Les essais contrôlés des traitements médicaux doivent être soigneusement planifiés. Les documents qui définissent ces plans sont appelés des protocoles, et, entre autres, ils spécifient les détails sur les traitements qui seront comparés. Néanmoins, les plans les mieux formulés ne fonctionnent pas toujours comme prévu. Les traitements effectivement reçus par les patients dans le cadre des essais diffèrent parfois de ceux qu’il était prévu qu’ils reçoivent. Ces écarts par rapport aux intentions annoncées doivent être pris en compte dans l’interprétation des résultats des comparaisons de traitement.
L’une des raisons qui expliquent l’introduction des placebos dans l’évolution des essais contrôlés des traitements médicaux consistait à réduire les variations par rapport aux méthodes de traitement prévues (Kaptchuk 1998). Mais la situation peut déraper même dans les essais contrôlés avec placebo. Au cours de la deuxième guerre mondiale, les personnes qui souffraient de rhumes recevaient une solution médicamenteuse appelée patuline et une comparaison a été réalisée avec d’autres personnes qui ne recevaient que le fluide dans lequel le médicament avait été dissout (MRC 1944). L’analyse des résultats n’a pas mis en exergue d’effets positifs du médicament, mais une préoccupation s’est alors fait jour sur la possibilité que le liquide utilisé pour dissoudre le médicament aurait pu l’inactiver. En d’autres termes, plus de 1000 patients pourraient avoir participé à une comparaison de deux traitements inactifs ! Heureusement, les essais ont confirmé que la patuline utilisée dans le cadre de l’essai était bel et bien active, bien qu’elle n’ait eu aucun effet notable sur les rhumes (Chalmers et Clarke 2004)!
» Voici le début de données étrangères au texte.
//! Character-by-character text reveal, for one string or a staggered set.

use super::scheduler::{Fired, Scheduler, TimerEvent, TimerId};
use crate::constants::REVEAL_CURSOR;
use std::time::Duration;

/// One string being revealed
#[derive(Debug, Clone, PartialEq, Eq)]
pub struct RevealTarget {
    pub id: String,
    full_text: String,
    total_len: usize,
    revealed_len: usize,
    start_delay: Duration,
}

impl RevealTarget {
    fn new(id: String, full_text: String, start_delay: Duration) -> Self {
        let total_len = full_text.chars().count();
        Self {
            id,
            full_text,
            total_len,
            revealed_len: 0,
            start_delay,
        }
    }

    pub fn full_text(&self) -> &str {
        &self.full_text
    }

    /// Revealed length in characters
    pub fn revealed_len(&self) -> usize {
        self.revealed_len
    }

    /// Full length in characters
    pub fn total_len(&self) -> usize {
        self.total_len
    }

    /// Delay from reveal start until this target begins ticking
    pub fn start_delay(&self) -> Duration {
        self.start_delay
    }

    pub fn is_complete(&self) -> bool {
        self.revealed_len >= self.total_len
    }

    /// The revealed prefix
    pub fn revealed(&self) -> &str {
        match self.full_text.char_indices().nth(self.revealed_len) {
            Some((end, _)) => &self.full_text[..end],
            None => &self.full_text,
        }
    }

    /// Revealed prefix plus the cursor while the reveal is incomplete
    pub fn display(&self) -> String {
        let mut text = self.revealed().to_string();
        if !self.is_complete() {
            text.push(REVEAL_CURSOR);
        }
        text
    }

    fn advance(&mut self) {
        self.revealed_len = (self.revealed_len + 1).min(self.total_len);
    }
}

/// Reveals one or more [`RevealTarget`]s at a fixed rate.
///
/// Every timer the revealer registers is tracked in `timers`, so
/// [`Typewriter::cancel`] stops all of them at once whatever phase each target
/// is in (waiting for the base delay, waiting for its stagger, ticking).
#[derive(Debug)]
pub struct Typewriter {
    speed: Duration,
    base_delay: Duration,
    stagger: Duration,
    targets: Vec<RevealTarget>,
    timers: Vec<TimerId>,
    tickers: Vec<Option<TimerId>>,
}

impl Typewriter {
    pub fn new(speed: Duration, base_delay: Duration, stagger: Duration) -> Self {
        Self {
            speed,
            base_delay,
            stagger,
            targets: Vec::new(),
            timers: Vec::new(),
            tickers: Vec::new(),
        }
    }

    pub fn speed(&self) -> Duration {
        self.speed
    }

    pub fn set_speed(&mut self, speed: Duration) {
        self.speed = speed;
    }

    pub fn targets(&self) -> &[RevealTarget] {
        &self.targets
    }

    pub fn target(&self, id: &str) -> Option<&RevealTarget> {
        self.targets.iter().find(|t| t.id == id)
    }

    /// True while any timer is outstanding
    pub fn is_running(&self) -> bool {
        !self.timers.is_empty()
    }

    pub fn is_complete(&self) -> bool {
        self.targets.iter().all(RevealTarget::is_complete)
    }

    /// Number of outstanding timers
    pub fn timer_count(&self) -> usize {
        self.timers.len()
    }

    /// Whether the current targets were built from exactly these `(id, text)` pairs
    pub fn matches<'a, I>(&self, sources: I) -> bool
    where
        I: IntoIterator<Item = (&'a str, &'a str)>,
    {
        let mut count = 0;
        for (id, text) in sources {
            match self.targets.get(count) {
                Some(target) if target.id == id && target.full_text == text => count += 1,
                _ => return false,
            }
        }
        count == self.targets.len() && count > 0
    }

    /// Reveal a single string, one character per tick starting one tick from now.
    ///
    /// Supersedes any reveal in progress. Empty text completes immediately
    /// without registering a timer.
    pub fn start_reveal(&mut self, id: &str, text: &str, scheduler: &mut Scheduler) {
        self.clear(scheduler);
        self.targets.push(RevealTarget::new(id.to_string(), text.to_string(), Duration::ZERO));
        self.tickers.push(None);
        self.begin_ticking(0, scheduler);
    }

    /// Reveal several strings concurrently.
    ///
    /// Nothing moves until the base delay elapses; target `i` then waits a
    /// further `i * stagger` before ticking.
    pub fn start_staggered<I, S, T>(&mut self, sources: I, scheduler: &mut Scheduler)
    where
        I: IntoIterator<Item = (S, T)>,
        S: Into<String>,
        T: Into<String>,
    {
        self.clear(scheduler);
        for (index, (id, text)) in sources.into_iter().enumerate() {
            let start_delay = self.base_delay + self.stagger_for(index);
            self.targets.push(RevealTarget::new(id.into(), text.into(), start_delay));
            self.tickers.push(None);
        }
        if self.targets.is_empty() {
            return;
        }
        let base = scheduler.set_timeout(self.base_delay, TimerEvent::RevealBase);
        self.timers.push(base);
    }

    fn stagger_for(&self, index: usize) -> Duration {
        self.stagger * u32::try_from(index).unwrap_or(u32::MAX)
    }

    /// Stop every outstanding timer, keeping the revealed text as is
    pub fn cancel(&mut self, scheduler: &mut Scheduler) {
        if !self.timers.is_empty() {
            log::debug!("Typewriter: cancelling {} timers", self.timers.len());
        }
        scheduler.clear_all(self.timers.drain(..));
        self.tickers.iter_mut().for_each(|ticker| *ticker = None);
    }

    /// Stop every timer and forget the targets
    pub fn clear(&mut self, scheduler: &mut Scheduler) {
        self.cancel(scheduler);
        self.targets.clear();
        self.tickers.clear();
    }

    /// Handle a fired timer. Returns true when the display changed.
    pub fn on_timer(&mut self, fired: &Fired, scheduler: &mut Scheduler) -> bool {
        if !self.timers.contains(&fired.id) {
            return false;
        }

        match fired.event {
            TimerEvent::RevealBase => {
                self.forget(fired.id);
                for index in 0..self.targets.len() {
                    let start = scheduler.set_timeout(self.stagger_for(index), TimerEvent::RevealStart { target: index });
                    self.timers.push(start);
                }
                false
            }
            TimerEvent::RevealStart { target } => {
                self.forget(fired.id);
                self.begin_ticking(target, scheduler)
            }
            TimerEvent::RevealTick { target } => {
                let Some(entry) = self.targets.get_mut(target) else {
                    return false;
                };
                entry.advance();
                if entry.is_complete() {
                    self.stop_ticking(target, scheduler);
                }
                true
            }
            _ => false,
        }
    }

    fn begin_ticking(&mut self, index: usize, scheduler: &mut Scheduler) -> bool {
        let Some(target) = self.targets.get(index) else {
            return false;
        };
        if target.is_complete() {
            return true;
        }
        let ticker = scheduler.set_interval(self.speed, TimerEvent::RevealTick { target: index });
        self.timers.push(ticker);
        self.tickers[index] = Some(ticker);
        false
    }

    fn stop_ticking(&mut self, index: usize, scheduler: &mut Scheduler) {
        if let Some(ticker) = self.tickers.get_mut(index).and_then(Option::take) {
            scheduler.clear(ticker);
            self.forget(ticker);
        }
    }

    fn forget(&mut self, id: TimerId) {
        self.timers.retain(|&timer| timer != id);
    }
}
Les traitements reçus peuvent différer des traitements prévus pour toute une série de raisons. Par exemple, les médecins peuvent décider que le traitement qui a été administrés à certains patients dans le cadre d’une comparaison officielle de traitements ne devrait pas leur être administré; les patients peuvent rejeter les traitements qui leur sont administrés, ou ne pas les prendre comme prévu; des doses du traitement différentes de celles qui étaient prévues peuvent être administrées; ou les stocks pour l’un des traitements peuvent être épuisés.
Par exemple, lorsque des différences sont apparues dans les résultats de traitements apparemment identiques pour la leucémie chez des enfants britanniques et américains, une enquête a révélé que les résultats moins bons en Grande-Bretagne s’expliquaient du fait que les cliniciens britanniques n’étaient pas disposés à poursuivre la chimiothérapie lorsque les terribles effets toxiques du traitement apparaissaient (Medical Research Council Working Party on Leukaemia in Children 1986).
C’est pourquoi les interprétations des essais contrôlés doivent tenir compte de la possibilité que les traitements reçus n’étaient pas ceux initialement prévus. S’il existe des écarts entre l’intention et la pratique, il est important de tenir compte des implications que cela peut avoir pour l’interprétation des éléments de preuve.